And there was me thinking this was a draft station tiling design for the new Northern Line link to Battersea.
And I thought you must be travelling underground in Glasgow...
Ridiculous. Leave the clocks alone. I hate the dark evenings and afternoon sunsets.
When you say "leave the clocks alone"... You realise that the timezone we are now in is the natural one, don't you?
No, I prefer DG's nice chunky diagram. so much easier to understand than the sine wave lines.

It may not be so precise, but much more pleasing on the eye - and readily understandable.

I might print it out and stick it on my cupboard door.
Me too, Petras409. Bit depressing not to see any daylight at all in November/December though! :(
Yes Kirk I do. Leave the clocks at BST.
No, leave the clocks on GMT and just do everything an hour later all year round.
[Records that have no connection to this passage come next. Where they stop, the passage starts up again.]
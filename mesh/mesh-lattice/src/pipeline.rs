//! End-to-end lattice generation.

use mesh_from_curves::VolumeSettings;
use mesh_repair::{MeshReport, RepairParams};
use mesh_types::{Aabb, IndexedMesh, Polyline};
use tracing::{info, info_span};

use crate::build::{build_lattice_mesh, repair_lattice_mesh};
use crate::cell::UnitCell;
use crate::cut::{CutParams, CutSurface, cut_with_retry};
use crate::error::{LatticeError, LatticeResult, PipelineWarning};
use crate::populate::{PopulateContext, PopulateParams, UniformLattice, populate_uniform};
use crate::primitive::{PreparedPrimitive, PrimitiveParams, RawGeometry, prepare_primitive};
use crate::trim::TrimParams;

/// Every tunable of [`run_pipeline`].
#[derive(Debug, Clone)]
#[cfg_attr(feature = "serde", derive(serde::Serialize, serde::Deserialize))]
pub struct PipelineParams {
    /// Strut radius used for thickening.
    pub radius: f64,
    /// Grid settings for thickening.
    pub volume: VolumeSettings,
    /// Population settings.
    pub populate: PopulateParams,
    /// Trimming settings.
    pub trim: TrimParams,
    /// Repair settings for the thickened mesh.
    pub repair: RepairParams,
    /// Cutting settings.
    pub cut: CutParams,
    /// Primitive preparation settings.
    pub primitive: PrimitiveParams,
}

impl PipelineParams {
    /// Defaults throughout, with a grid fitted to `radius`.
    #[must_use]
    pub fn new(radius: f64) -> Self {
        Self {
            radius,
            volume: VolumeSettings::for_radius(radius),
            populate: PopulateParams::default(),
            trim: TrimParams::default(),
            repair: RepairParams::default(),
            cut: CutParams::default(),
            primitive: PrimitiveParams::default(),
        }
    }

    /// Set the thickening grid.
    #[must_use]
    pub const fn with_volume(mut self, volume: VolumeSettings) -> Self {
        self.volume = volume;
        self
    }

    /// Set the cutting settings.
    #[must_use]
    pub const fn with_cut(mut self, cut: CutParams) -> Self {
        self.cut = cut;
        self
    }

    /// Run every batch stage in parallel or sequentially.
    #[must_use]
    pub const fn with_parallel(mut self, parallel: bool) -> Self {
        self.populate.parallel = parallel;
        self.trim.parallel = parallel;
        self.volume.parallel = parallel;
        self.cut.boolean.parallel = parallel;
        self.primitive.boolean.parallel = parallel;
        self
    }
}

/// Which surfaces cut the thickened lattice.
#[derive(Debug, Clone, Default, PartialEq)]
pub enum CutSurfaces {
    /// No cut; the cut stage is skipped.
    #[default]
    None,
    /// The primitive's top and bottom surfaces.
    Primitive,
    /// Caller-supplied surfaces.
    Custom(Vec<CutSurface>),
}

/// The lattice to generate.
#[derive(Debug, Clone)]
pub struct LatticeInput {
    /// Repeating pattern.
    pub unit_cell: UnitCell,
    /// Voxels fully inside the primitive.
    pub core_voxels: Vec<Aabb>,
    /// Voxels crossing the primitive's surface.
    pub boundary_voxels: Vec<Aabb>,
    /// Surfaces for the final cut.
    pub cut_surfaces: CutSurfaces,
}

impl LatticeInput {
    /// A lattice over the given voxels with no final cut.
    #[must_use]
    pub const fn new(unit_cell: UnitCell, core_voxels: Vec<Aabb>, boundary_voxels: Vec<Aabb>) -> Self {
        Self {
            unit_cell,
            core_voxels,
            boundary_voxels,
            cut_surfaces: CutSurfaces::None,
        }
    }

    /// Set the final cut surfaces.
    #[must_use]
    pub fn with_cut_surfaces(mut self, cut_surfaces: CutSurfaces) -> Self {
        self.cut_surfaces = cut_surfaces;
        self
    }
}

/// Everything [`run_pipeline`] produces.
#[derive(Debug)]
pub struct PipelineOutput {
    /// The prepared primitive with its surfaces and octant.
    pub primitive: PreparedPrimitive,
    /// Populated and trimmed curves.
    pub lattice: UniformLattice,
    /// The final mesh.
    pub mesh: IndexedMesh,
    /// Report on the raw thickened mesh.
    pub original_report: MeshReport,
    /// Report after repair.
    pub modified_report: MeshReport,
    /// Report after cutting, when a cut ran.
    pub cut_report: Option<MeshReport>,
    /// Enclosed volume of the final mesh.
    pub volume: f64,
    /// Surface area of the final mesh.
    pub area: f64,
    /// Recovered problems from every stage, in stage order.
    pub warnings: Vec<PipelineWarning>,
}

impl PipelineOutput {
    /// The reports that were produced, in stage order.
    #[must_use]
    pub fn reports(&self) -> Vec<&MeshReport> {
        let mut reports = vec![&self.original_report, &self.modified_report];
        reports.extend(self.cut_report.as_ref());
        reports
    }
}

/// Generate a lattice mesh inside `raw`.
///
/// Stages run in order: prepare the primitive, populate and trim, thicken,
/// repair, and cut. Failed voxels are collected in
/// [`UniformLattice::errors`] and recovered problems in
/// [`PipelineOutput::warnings`]; only stage failures are returned as
/// errors.
///
/// # Errors
///
/// - [`LatticeError::InvalidRadius`] before any work is done.
/// - Any error of [`prepare_primitive`], [`populate_uniform`] or
///   [`build_lattice_mesh`].
pub fn run_pipeline(
    raw: RawGeometry,
    input: &LatticeInput,
    params: &PipelineParams,
) -> LatticeResult<PipelineOutput> {
    if !(params.radius > 0.0 && params.radius.is_finite()) {
        return Err(LatticeError::InvalidRadius(params.radius));
    }
    let _span = info_span!("lattice_pipeline", radius = params.radius).entered();

    let primitive = prepare_primitive(raw, &params.primitive)?;

    let ctx = PopulateContext::new(&input.unit_cell, &primitive.mesh);
    let lattice = populate_uniform(
        &ctx,
        &input.core_voxels,
        &input.boundary_voxels,
        &params.populate,
        &params.trim,
    )?;
    let mut warnings = lattice.warnings.clone();

    let curves: Vec<Polyline> = lattice
        .trimmed
        .iter()
        .chain(lattice.skin.curves())
        .cloned()
        .collect();
    let (raw_mesh, original_report) = build_lattice_mesh(&curves, params.radius, &params.volume)?;

    let repaired = repair_lattice_mesh(raw_mesh, &params.repair);
    warnings.extend(repaired.warning);

    let surfaces: Vec<CutSurface> = match &input.cut_surfaces {
        CutSurfaces::None => Vec::new(),
        CutSurfaces::Primitive => primitive.cut_surfaces().to_vec(),
        CutSurfaces::Custom(surfaces) => surfaces.clone(),
    };
    let (mesh, cut_report) = if surfaces.is_empty() {
        (repaired.mesh, None)
    } else {
        let outcome = cut_with_retry(&repaired.mesh, &surfaces, &params.cut);
        warnings.extend(outcome.warnings);
        (outcome.mesh, Some(outcome.report))
    };

    let volume = mesh.volume();
    let area = mesh.surface_area();
    info!(
        voxels = input.core_voxels.len() + input.boundary_voxels.len(),
        failed_voxels = lattice.errors.len(),
        curves = curves.len(),
        faces = mesh.face_count(),
        volume,
        area,
        warnings = warnings.len(),
        "lattice pipeline finished"
    );

    Ok(PipelineOutput {
        primitive,
        lattice,
        mesh,
        original_report,
        modified_report: repaired.report,
        cut_report,
        volume,
        area,
        warnings,
    })
}
//! Mesh validation and repair.
//!
//! This crate provides tools for:
//! - Mesh validation into an ordered [`MeshReport`]
//! - The fixed lattice repair sequence ([`repair_mesh`]): zero-area face
//!   removal, quad splitting, orientation unification, outward flip
//! - Vertex welding and naked-edge healing
//! - Unreferenced vertex removal
//! - Hole detection and filling with consistently wound caps
//! - Connected component counting
//!
//! # Example
//!
//! ```
//! use mesh_types::{unit_cube, PolyMesh};
//! use mesh_repair::{keys, repair_mesh, validate_poly_mesh, RepairParams, MODIFIED_REPORT};
//!
//! let mut mesh = PolyMesh::from(unit_cube());
//! mesh.flip_normals();
//!
//! let summary = repair_mesh(&mut mesh, &RepairParams::default());
//! let report = validate_poly_mesh(MODIFIED_REPORT, &mesh)
//!     .with_extra(keys::MESH_FLIPPED, summary.mesh_flipped);
//!
//! assert!(report.closed_mesh);
//! println!("{report}");
//! ```

#![cfg_attr(not(test), deny(clippy::unwrap_used, clippy::expect_used))]

mod adjacency;
mod components;
mod error;
mod holes;
mod repair;
mod validate;
mod winding;

pub use adjacency::MeshAdjacency;
pub use components::{disjoint_count, face_components};
pub use error::{RepairError, RepairResult};
pub use holes::{BoundaryLoop, FillOutcome, detect_holes, fill_hole_ear_clipping, fill_holes};
pub use repair::{
    RepairParams, RepairSummary, heal_naked_edges, orient_outward, orient_triangles_outward,
    remove_degenerate_faces, remove_degenerate_triangles, remove_unreferenced_vertices,
    repair_mesh, triangulate_quads, weld_vertices,
};
pub use validate::{
    CUT_REPORT, MODIFIED_REPORT, MeshReport, ORIGINAL_REPORT, ReportValue, keys, validate_mesh,
    validate_poly_mesh,
};
pub use winding::{count_inconsistent_edges, unify_normals, unify_triangle_normals};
Campaign for real time!
I would prefer Summer time all the year round.
With regard to Sarah, once the clocks go to winter time I do everything an hour earlier, not later.It gets light an hour earlier now so I get up an hour earlier and go to bed an hour earlier, that way I do not waste any of the daylight hours.
Would be much easier if we did not change the clocks and stayed on BST, or if we must change them then use Central European Time which is always an hour ahead of GMT.
At least I can nowadays flea to southern Spain where it is a bit lighter in the winter.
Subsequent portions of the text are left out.